L’inferno a Parigi, ieri sera. In un venerdì come un altro – o almeno così doveva essere -, nella capitale francese si scatena la guerra. Già, guerra, perché il bilancio è quello di una guerra: gli attentati al cuore della Francia lasciano a terra 128 morti e 250 feriti (un centinaio in gravissime condizioni – anche due italiani tra i feriti, non gravi). Il terrore colpisce, con una furia omicida senza precedenti, nel cuore dell’Europa. E lo fa a modo suo: non contro gli obiettivi sensibili ma contro luoghi di divertimento, svago. Lo fa contro i luoghi che non ti aspetteresti mai: quelli che ogni persona, ogni cittadino su questa faccia della terra, ritiene sicuri. Come si fa a non ritenere tali un concerto, un ristorante, un bar, un fast-food?
Il primo attacco è avvenuto quando un kamikaze si è fatto saltare in Boulevard Voltaire (ma in questo caso non ci sono state vittime), a Rue de Charonne 18 vittime al bar La Belle Équipe, 5 morti alla pizzeria La Casa Nostra in a Rue de la Fontaine au Roi, almeno 18 morti tra Rue Alibert nel bar Le Carillon e nel ristorante Le Petit Cambodge in Rue Bichat. Le altre vittime – un centinaio – morte nell’attentato nella sala concerti Le Bataclan, alle quali vanno aggiunte le persone morte all’esterno dello Stade de France, dove si giocava l’amichevole di lusso Francia-Germania, più tre terroristi kamikaze che si sono fatti saltare. In totale sono 8 i terroristi morti, ma alcuni di loro sarebbero ancora in fuga.

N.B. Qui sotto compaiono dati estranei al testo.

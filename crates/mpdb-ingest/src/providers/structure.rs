//! Structure file materializer
//!
//! Downloads coordinate files into a directory, one file per input. Failures
//! are logged and swallowed: the funnel decides what made it by listing the
//! directory afterwards.

use crate::config::Endpoints;
use crate::providers::http::HttpClient;
use crate::providers::{ProviderError, StructureMaterializer};
use async_trait::async_trait;
use futures::stream::{self, StreamExt};
use mpdb_common::Identifier;
use serde::{Deserialize, Serialize};
use std::fmt;
use std::path::{Path, PathBuf};
use std::str::FromStr;
use tracing::{debug, error, info, warn};

/// Suffix of in-flight downloads; never matches a listing suffix
const PARTIAL_SUFFIX: &str = ".part";

/// Where a structure comes from and how its file is named
#[derive(Debug, Clone, Copy, PartialEq, Eq, Hash, Serialize, Deserialize)]
#[serde(rename_all = "lowercase")]
pub enum StructureMethod {
    /// Experimental mmCIF from the RCSB file server
    Rcsb,
    /// Predicted model for a UniProt accession
    Alphafold,
    /// Atomistic snapshot of a MemProtMD simulation
    Memprotmd,
    /// Membrane-transformed coordinates from PDBTM
    Pdbtm,
    /// Membrane-oriented coordinates from OPM
    Opm,
}

impl StructureMethod {
    pub fn name(self) -> &'static str {
        match self {
            StructureMethod::Rcsb => "rcsb",
            StructureMethod::Alphafold => "alphafold",
            StructureMethod::Memprotmd => "memprotmd",
            StructureMethod::Pdbtm => "pdbtm",
            StructureMethod::Opm => "opm",
        }
    }

    /// Suffix of the files this method writes
    pub fn file_suffix(self) -> &'static str {
        match self {
            StructureMethod::Rcsb | StructureMethod::Alphafold => ".cif",
            StructureMethod::Memprotmd | StructureMethod::Pdbtm | StructureMethod::Opm => ".pdb",
        }
    }

    /// File name for one input.
    ///
    /// Membrane structures are named after the four-character entry code so
    /// a MemProtMD simulation reference lands on the same name as its entry.
    pub fn file_name(self, input: &str) -> Result<String, ProviderError> {
        let name = match self {
            StructureMethod::Rcsb => format!("{}.cif", checked(input)?),
            StructureMethod::Alphafold => format!("AF-{}-F1-model_v4.cif", input.trim().to_uppercase()),
            StructureMethod::Memprotmd | StructureMethod::Pdbtm | StructureMethod::Opm => {
                let code = Identifier::pdb_code(input)
                    .map_err(|e| ProviderError::UnexpectedShape(e.to_string()))?;
                format!("{code}.pdb")
            }
        };
        Ok(name)
    }

    /// Download URL for one input
    pub fn url(self, endpoints: &Endpoints, input: &str) -> Result<String, ProviderError> {
        let input = input.trim();
        let url = match self {
            StructureMethod::Rcsb => format!(
                "{}/download/{}.cif",
                endpoints.rcsb_files.trim_end_matches('/'),
                checked(input)?.as_str().to_uppercase()
            ),
            StructureMethod::Alphafold => format!(
                "{}/files/AF-{}-F1-model_v4.cif",
                endpoints.alphafold.trim_end_matches('/'),
                input.to_uppercase()
            ),
            StructureMethod::Memprotmd => format!(
                "{}/data/memprotmd/simulations/{}/files/structures/at.pdb",
                endpoints.memprotmd.trim_end_matches('/'),
                input
            ),
            StructureMethod::Pdbtm => format!(
                "{}/api/v1/entry/{}.trpdb",
                endpoints.pdbtm.trim_end_matches('/'),
                checked(input)?
            ),
            StructureMethod::Opm => format!(
                "{}/shared/opm-assets/pdb/{}.pdb",
                endpoints.opm_assets.trim_end_matches('/'),
                checked(input)?
            ),
        };
        Ok(url)
    }
}

fn checked(input: &str) -> Result<Identifier, ProviderError> {
    Identifier::new(input).map_err(|e| ProviderError::UnexpectedShape(e.to_string()))
}

impl fmt::Display for StructureMethod {
    fn fmt(&self, f: &mut fmt::Formatter<'_>) -> fmt::Result {
        f.write_str(self.name())
    }
}

impl FromStr for StructureMethod {
    type Err = ProviderError;

    fn from_str(s: &str) -> Result<Self, Self::Err> {
        match s.to_ascii_lowercase().as_str() {
            "rcsb" => Ok(StructureMethod::Rcsb),
            "alphafold" => Ok(StructureMethod::Alphafold),
            "memprotmd" => Ok(StructureMethod::Memprotmd),
            "pdbtm" => Ok(StructureMethod::Pdbtm),
            "opm" => Ok(StructureMethod::Opm),
            other => Err(ProviderError::UnexpectedShape(format!(
                "unknown structure method '{other}'"
            ))),
        }
    }
}

/// What happened to one requested file
#[derive(Debug, Clone, Copy, PartialEq, Eq)]
enum Outcome {
    Downloaded,
    Skipped,
    Unavailable,
}

/// HTTP structure downloader
pub struct StructureDownloader {
    http: HttpClient,
    endpoints: Endpoints,
}

impl StructureDownloader {
    pub fn new(http: HttpClient, endpoints: Endpoints) -> Self {
        Self { http, endpoints }
    }

    async fn download_one(
        &self,
        method: StructureMethod,
        input: &str,
        destination: &Path,
    ) -> Result<Outcome, ProviderError> {
        let target = destination.join(method.file_name(input)?);
        if tokio::fs::try_exists(&target).await? {
            debug!(file = %target.display(), "Structure already present, skipping");
            return Ok(Outcome::Skipped);
        }

        let url = method.url(&self.endpoints, input)?;
        let Some(bytes) = self.http.get_bytes(&url).await? else {
            return Ok(Outcome::Unavailable);
        };

        let partial = partial_path(&target);
        tokio::fs::write(&partial, &bytes).await?;
        if let Err(e) = tokio::fs::rename(&partial, &target).await {
            let _ = tokio::fs::remove_file(&partial).await;
            return Err(e.into());
        }

        debug!(file = %target.display(), bytes = bytes.len(), "Downloaded structure");
        Ok(Outcome::Downloaded)
    }
}

fn partial_path(target: &Path) -> PathBuf {
    let mut name = target.as_os_str().to_os_string();
    name.push(PARTIAL_SUFFIX);
    PathBuf::from(name)
}

#[async_trait]
impl StructureMaterializer for StructureDownloader {
    async fn materialize(&self, method: StructureMethod, inputs: &[String], destination: &Path) {
        info!(
            method = %method,
            structures = inputs.len(),
            destination = %destination.display(),
            "Downloading structures"
        );

        if let Err(e) = tokio::fs::create_dir_all(destination).await {
            error!(destination = %destination.display(), error = %e, "Cannot create structure directory");
            return;
        }

        let outcomes: Vec<Outcome> = stream::iter(inputs.iter().cloned())
            .map(|input: String| async move {
                match self.download_one(method, &input, destination).await {
                    Ok(Outcome::Unavailable) => {
                        warn!(method = %method, input = %input, "Structure not available");
                        Outcome::Unavailable
                    }
                    Ok(outcome) => outcome,
                    Err(e) => {
                        warn!(method = %method, input = %input, error = %e, "Structure download failed");
                        Outcome::Unavailable
                    }
                }
            })
            .buffer_unordered(self.http.concurrency())
            .collect()
            .await;

        let count = |wanted: Outcome| outcomes.iter().filter(|o| **o == wanted).count();
        info!(
            method = %method,
            downloaded = count(Outcome::Downloaded),
            skipped = count(Outcome::Skipped),
            unavailable = count(Outcome::Unavailable),
            "Structure downloads finished"
        );
    }
}
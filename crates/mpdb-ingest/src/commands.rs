//! Command handlers behind the CLI

use crate::cli::Commands;
use crate::config::{Endpoints, HttpSettings, LabelledQuery, PipelineConfig, SearchConfig};
use crate::pipeline;
use crate::providers::{AlphaFold, HttpClient, StructureDownloader, StructureMaterializer, StructureMethod, UniProt};
use crate::search;
use anyhow::{Context, Result};
use mpdb_common::identifier::identifier_set;
use std::path::Path;
use tokio_util::sync::CancellationToken;
use tracing::info;

pub async fn execute(command: Commands, cancel: CancellationToken) -> Result<()> {
    match command {
        Commands::Run { config } => {
            let config = PipelineConfig::load(&config.config)?;
            let curation = pipeline::run(&config, cancel).await?;
            println!("{}", serde_json::to_string_pretty(&curation.report)?);
        }
        Commands::Search { config } => {
            let config = PipelineConfig::load(&config.config)?;
            let http = HttpClient::new(&config.http)?;
            let ids = search::search(&http, &config.endpoints.rcsb_search, &config.search).await?;
            println!("{}", serde_json::to_string_pretty(&ids)?);
        }
        Commands::Compile {
            config,
            expression,
            parameters,
        } => {
            let search = match (config, expression, parameters) {
                (Some(path), _, _) => PipelineConfig::load(&path)?.search,
                (None, Some(expression), Some(parameters)) => SearchConfig {
                    query: read_labels(&parameters)?,
                    expression,
                },
                _ => anyhow::bail!("compile needs --config or --expression with --parameters"),
            };
            let request = search::build_request(&search)?;
            println!("{}", serde_json::to_string_pretty(&request)?);
        }
        Commands::Curate { config, entries } => {
            let config = PipelineConfig::load(&config.config)?;
            let ids = identifier_set(&entries)?;
            info!(entries = ids.len(), "Curating supplied entries");
            let curation = pipeline::curate_entries(&config, &ids, cancel).await?;
            println!("{}", serde_json::to_string_pretty(&curation.report)?);
        }
        Commands::Uniprot {
            query,
            entries,
            endpoint,
        } => {
            let sparql = std::fs::read_to_string(&query)
                .with_context(|| format!("Failed to read SPARQL query '{}'", query.display()))?;
            let endpoint = endpoint.unwrap_or_else(|| Endpoints::default().uniprot_sparql);
            let uniprot = UniProt::new(HttpClient::new(&HttpSettings::default())?, endpoint);
            let bindings = uniprot.query(&sparql, &entries).await?;
            println!("{}", serde_json::to_string_pretty(&bindings)?);
        }
        Commands::Alphafold {
            accessions,
            download,
            endpoint,
        } => {
            let mut endpoints = Endpoints::default();
            if let Some(endpoint) = endpoint {
                endpoints.alphafold = endpoint;
            }
            let http = HttpClient::new(&HttpSettings::default())?;
            let predictions = AlphaFold::new(http.clone(), &endpoints.alphafold)
                .predictions(&accessions)
                .await;

            if let Some(dir) = download {
                let found: Vec<String> = predictions.keys().cloned().collect();
                StructureDownloader::new(http, endpoints)
                    .materialize(StructureMethod::Alphafold, &found, &dir)
                    .await;
            }
            println!("{}", serde_json::to_string_pretty(&predictions)?);
        }
    }
    Ok(())
}

fn read_labels(path: &Path) -> Result<Vec<LabelledQuery>> {
    let raw = std::fs::read_to_string(path)
        .with_context(|| format!("Failed to read parameters '{}'", path.display()))?;
    serde_json::from_str(&raw)
        .with_context(|| format!("Failed to parse parameters '{}'", path.display()))
}
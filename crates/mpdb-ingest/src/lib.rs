//! MPDB Ingest Library
#![deny(clippy::unwrap_used, clippy::expect_used)]
//!
//! Builds a curated dataset of membrane protein structures.
//!
//! # Overview
//!
//! - **Search** ([`search`]): compile a boolean label expression into an RCSB
//!   search query and collect the matching entries
//! - **Curation** ([`curate`]): narrow the entries through RCSB details,
//!   experimental structures, PDBe-KB features and membrane annotations
//! - **Providers** ([`providers`]): HTTP adapters for every external service
//! - **Pipeline** ([`pipeline`]): search, curate and write `data.json`

pub mod cli;
pub mod commands;
pub mod config;
pub mod curate;
pub mod pipeline;
pub mod providers;
pub mod search;

pub use cli::{Cli, Commands};
pub use config::{ConfigError, PipelineConfig};
pub use curate::{CuratedDataset, Curation, Funnel};
pub use pipeline::PipelineError;
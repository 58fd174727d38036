//! PDBTM membrane annotations

use crate::providers::http::{lookup_each, HttpClient};
use crate::providers::{MembraneProvider, MembraneSource, ProviderBatch, ProviderError};
use async_trait::async_trait;
use mpdb_common::{Identifier, IdentifierSet};
use serde_json::Value;
use tracing::{debug, info};

/// PDBTM entry API adapter
///
/// The annotation is the entry's `additional_entry_annotations` object; an
/// entry without one is treated as not annotated.
pub struct Pdbtm {
    http: HttpClient,
    base_url: String,
}

impl Pdbtm {
    pub fn new(http: HttpClient, base_url: impl Into<String>) -> Self {
        Self {
            http,
            base_url: base_url.into(),
        }
    }

    async fn fetch_entry(&self, id: Identifier) -> Result<Option<Value>, ProviderError> {
        let url = format!("{}/api/v1/entry/{}.json", self.base_url.trim_end_matches('/'), id);
        let annotation = self
            .http
            .get_json(&url)
            .await?
            .and_then(|mut body| body.get_mut("additional_entry_annotations").map(Value::take))
            .filter(|annotation| !annotation.is_null());

        match &annotation {
            Some(_) => debug!(entry = %id, "Retrieved PDBTM membrane data"),
            None => debug!(entry = %id, "No PDBTM annotation"),
        }
        Ok(annotation)
    }
}

#[async_trait]
impl MembraneProvider for Pdbtm {
    fn source(&self) -> MembraneSource {
        MembraneSource::Pdbtm
    }

    async fn lookup(&self, ids: &IdentifierSet) -> ProviderBatch {
        info!(entries = ids.len(), "Fetching PDBTM data");
        lookup_each("pdbtm", ids, self.http.concurrency(), |id| self.fetch_entry(id)).await
    }
}
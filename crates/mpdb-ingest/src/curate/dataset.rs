//! Curated dataset document and per-stage accounting

use crate::providers::{MembraneSource, ProviderRecord};
use mpdb_common::Identifier;
use serde::{Deserialize, Serialize};
use serde_json::{Map, Value};
use std::collections::BTreeMap;
use tracing::info;

/// Key naming the provider of a membrane annotation
pub const SOURCE_KEY: &str = "_source";

/// The document written to `data.json`
#[derive(Debug, Clone, Default, PartialEq, Serialize, Deserialize)]
pub struct CuratedDataset {
    /// Curated entries in the order the membrane rounds confirmed them
    pub entries: Vec<Identifier>,
    /// Every RCSB record returned, including entries dropped later
    pub rcsb: ProviderRecord,
    /// Feature name to PDBe records
    pub pdbe: BTreeMap<String, ProviderRecord>,
    /// Annotation of each curated entry, tagged with its provider
    pub membrane: ProviderRecord,
}

/// Tag an annotation with the provider it came from.
///
/// Non-object annotations are wrapped so the tag has somewhere to go.
pub fn tag_annotation(annotation: Value, source: MembraneSource) -> Value {
    let mut object = match annotation {
        Value::Object(object) => object,
        other => {
            let mut object = Map::new();
            object.insert("annotation".to_string(), other);
            object
        }
    };
    object.insert(SOURCE_KEY.to_string(), Value::String(source.name().to_string()));
    Value::Object(object)
}

/// Counts for one funnel stage or membrane round
#[derive(Debug, Clone, PartialEq, Eq, Serialize, Deserialize)]
pub struct StageReport {
    pub stage: String,
    pub input: usize,
    pub retained: usize,
    /// Answered "no such entry", or not materialized
    pub missing: usize,
    /// Request failed
    pub failed: usize,
}

impl StageReport {
    pub fn new(stage: impl Into<String>, input: usize) -> Self {
        Self {
            stage: stage.into(),
            input,
            retained: 0,
            missing: 0,
            failed: 0,
        }
    }

    pub fn dropped(&self) -> usize {
        self.input.saturating_sub(self.retained)
    }
}

#[derive(Debug, Clone, Default, PartialEq, Eq, Serialize, Deserialize)]
pub struct FunnelReport {
    pub stages: Vec<StageReport>,
}

impl FunnelReport {
    pub fn push(&mut self, report: StageReport) {
        info!(
            stage = %report.stage,
            input = report.input,
            retained = report.retained,
            missing = report.missing,
            failed = report.failed,
            "{}: {} entries retained",
            report.stage,
            report.retained
        );
        self.stages.push(report);
    }

    pub fn stage(&self, name: &str) -> Option<&StageReport> {
        self.stages.iter().find(|report| report.stage == name)
    }

    /// Entries lost to request failures across every stage
    pub fn total_failed(&self) -> usize {
        self.stages.iter().map(|report| report.failed).sum()
    }
}

#[cfg(test)]
#[allow(clippy::unwrap_used, clippy::expect_used)]
mod tests {
    use super::*;
    use serde_json::json;

    #[test]
    fn test_tag_object_annotation() {
        let tagged = tag_annotation(json!({"thickness": 31.2}), MembraneSource::Opm);
        assert_eq!(tagged, json!({"thickness": 31.2, "_source": "opm"}));
    }

    #[test]
    fn test_tag_wraps_non_objects() {
        let tagged = tag_annotation(json!(["a", "b"]), MembraneSource::Pdbtm);
        assert_eq!(tagged, json!({"annotation": ["a", "b"], "_source": "pdbtm"}));
    }

    #[test]
    fn test_dataset_shape() {
        let mut dataset = CuratedDataset::default();
        let id = Identifier::new("1CBS").unwrap();
        dataset.entries.push(id.clone());
        dataset.rcsb.insert(id.clone(), json!({"rcsb_id": "1CBS"}));
        dataset
            .pdbe
            .entry("residues".to_string())
            .or_default()
            .insert(id.clone(), json!({"molecules": []}));
        dataset
            .membrane
            .insert(id, tag_annotation(json!({}), MembraneSource::Memprotmd));

        let value = serde_json::to_value(&dataset).unwrap();
        assert_eq!(value["entries"], json!(["1cbs"]));
        assert_eq!(value["rcsb"]["1cbs"]["rcsb_id"], "1CBS");
        assert_eq!(value["pdbe"]["residues"]["1cbs"], json!({"molecules": []}));
        assert_eq!(value["membrane"]["1cbs"]["_source"], "memprotmd");

        let back: CuratedDataset = serde_json::from_value(value).unwrap();
        assert_eq!(back, dataset);
    }

    #[test]
    fn test_report_lookup() {
        let mut report = FunnelReport::default();
        let mut stage = StageReport::new("primary", 3);
        stage.retained = 2;
        stage.failed = 1;
        report.push(stage);

        assert_eq!(report.stage("primary").unwrap().dropped(), 1);
        assert_eq!(report.total_failed(), 1);
        assert!(report.stage("secondary").is_none());
    }
}
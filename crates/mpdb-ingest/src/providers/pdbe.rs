//! PDBe-KB entry features (secondary provider)

use crate::providers::http::{lookup_each, HttpClient};
use crate::providers::{ProviderBatch, ProviderError, SecondaryProvider};
use async_trait::async_trait;
use mpdb_common::{Identifier, IdentifierSet};
use serde_json::Value;
use std::collections::BTreeMap;
use std::fmt;
use std::str::FromStr;
use tracing::{info, warn};

/// Entry-level features the PDBe API serves
#[derive(Debug, Clone, Copy, PartialEq, Eq, Hash)]
pub enum PdbeFeature {
    Summary,
    Residues,
    Coverage,
    Structure,
}

impl PdbeFeature {
    pub fn name(self) -> &'static str {
        match self {
            PdbeFeature::Summary => "summary",
            PdbeFeature::Residues => "residues",
            PdbeFeature::Coverage => "coverage",
            PdbeFeature::Structure => "structure",
        }
    }

    /// Path segment under `/pdb/entry/`
    fn endpoint(self) -> &'static str {
        match self {
            PdbeFeature::Summary => "summary",
            PdbeFeature::Residues => "residue_listing",
            PdbeFeature::Coverage => "polymer_coverage",
            PdbeFeature::Structure => "secondary_structure",
        }
    }
}

impl fmt::Display for PdbeFeature {
    fn fmt(&self, f: &mut fmt::Formatter<'_>) -> fmt::Result {
        f.write_str(self.name())
    }
}

#[derive(Debug, Clone, PartialEq, Eq, thiserror::Error)]
#[error("Unsupported PDBe feature '{0}' (expected summary, residues, coverage or structure)")]
pub struct UnknownFeature(pub String);

impl FromStr for PdbeFeature {
    type Err = UnknownFeature;

    fn from_str(s: &str) -> Result<Self, Self::Err> {
        match s {
            "summary" => Ok(PdbeFeature::Summary),
            "residues" => Ok(PdbeFeature::Residues),
            "coverage" => Ok(PdbeFeature::Coverage),
            "structure" => Ok(PdbeFeature::Structure),
            other => Err(UnknownFeature(other.to_string())),
        }
    }
}

/// PDBe REST API adapter
pub struct Pdbe {
    http: HttpClient,
    base_url: String,
}

impl Pdbe {
    pub fn new(http: HttpClient, base_url: impl Into<String>) -> Self {
        Self {
            http,
            base_url: base_url.into(),
        }
    }

    fn url(&self, feature: PdbeFeature, id: &Identifier) -> String {
        format!(
            "{}/pdb/entry/{}/{}",
            self.base_url.trim_end_matches('/'),
            feature.endpoint(),
            id
        )
    }

    /// Fetch one feature for one entry; the answer is keyed by the entry id
    async fn fetch_feature(
        &self,
        feature: PdbeFeature,
        id: Identifier,
    ) -> Result<Option<Value>, ProviderError> {
        let Some(mut body) = self.http.get_json(&self.url(feature, &id)).await? else {
            return Ok(None);
        };

        let payload = body
            .as_object_mut()
            .and_then(|map| {
                let key = map
                    .keys()
                    .find(|key| key.eq_ignore_ascii_case(id.as_str()))
                    .cloned()?;
                map.remove(&key)
            });

        if payload.is_none() {
            warn!(feature = %feature, entry = %id, "No data for feature in PDBe response");
        }
        Ok(payload)
    }
}

#[async_trait]
impl SecondaryProvider for Pdbe {
    async fn fetch(&self, ids: &IdentifierSet, features: &[String]) -> BTreeMap<String, ProviderBatch> {
        let mut batches = BTreeMap::new();

        for name in features {
            let batch = match name.parse::<PdbeFeature>() {
                Ok(feature) => {
                    info!(feature = %feature, entries = ids.len(), "Fetching PDBe-KB feature");
                    lookup_each("pdbe", ids, self.http.concurrency(), |id| {
                        self.fetch_feature(feature, id)
                    })
                    .await
                }
                Err(e) => {
                    warn!(error = %e, "Skipping unsupported PDBe feature");
                    ProviderBatch::all_failed(ids, &ProviderError::UnexpectedShape(e.to_string()))
                }
            };
            batches.insert(name.clone(), batch);
        }

        batches
    }
}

Parigi, oggi, è sotto shock. È stata decretata la chiusura delle scuole, dei musei, dei mercati, e più in generale di tutti gli edifici pubblici. È stato chiuso Eurodisney e sono stati sospesi tutti gli eventi sportivi. Le frontiere non sono chiuse, anche se il presidente Hollande nel suo discorso di questa notte aveva dichiarato lo come ha detto il presidente Holland «la chiusura delle frontiere (poi rientrata) e lo stato d’emergenza in tutta la Francia». Questa mattina, sempre il presidente è tornato a parlare alla nazione: «Reagiremo con tutti i mezzi».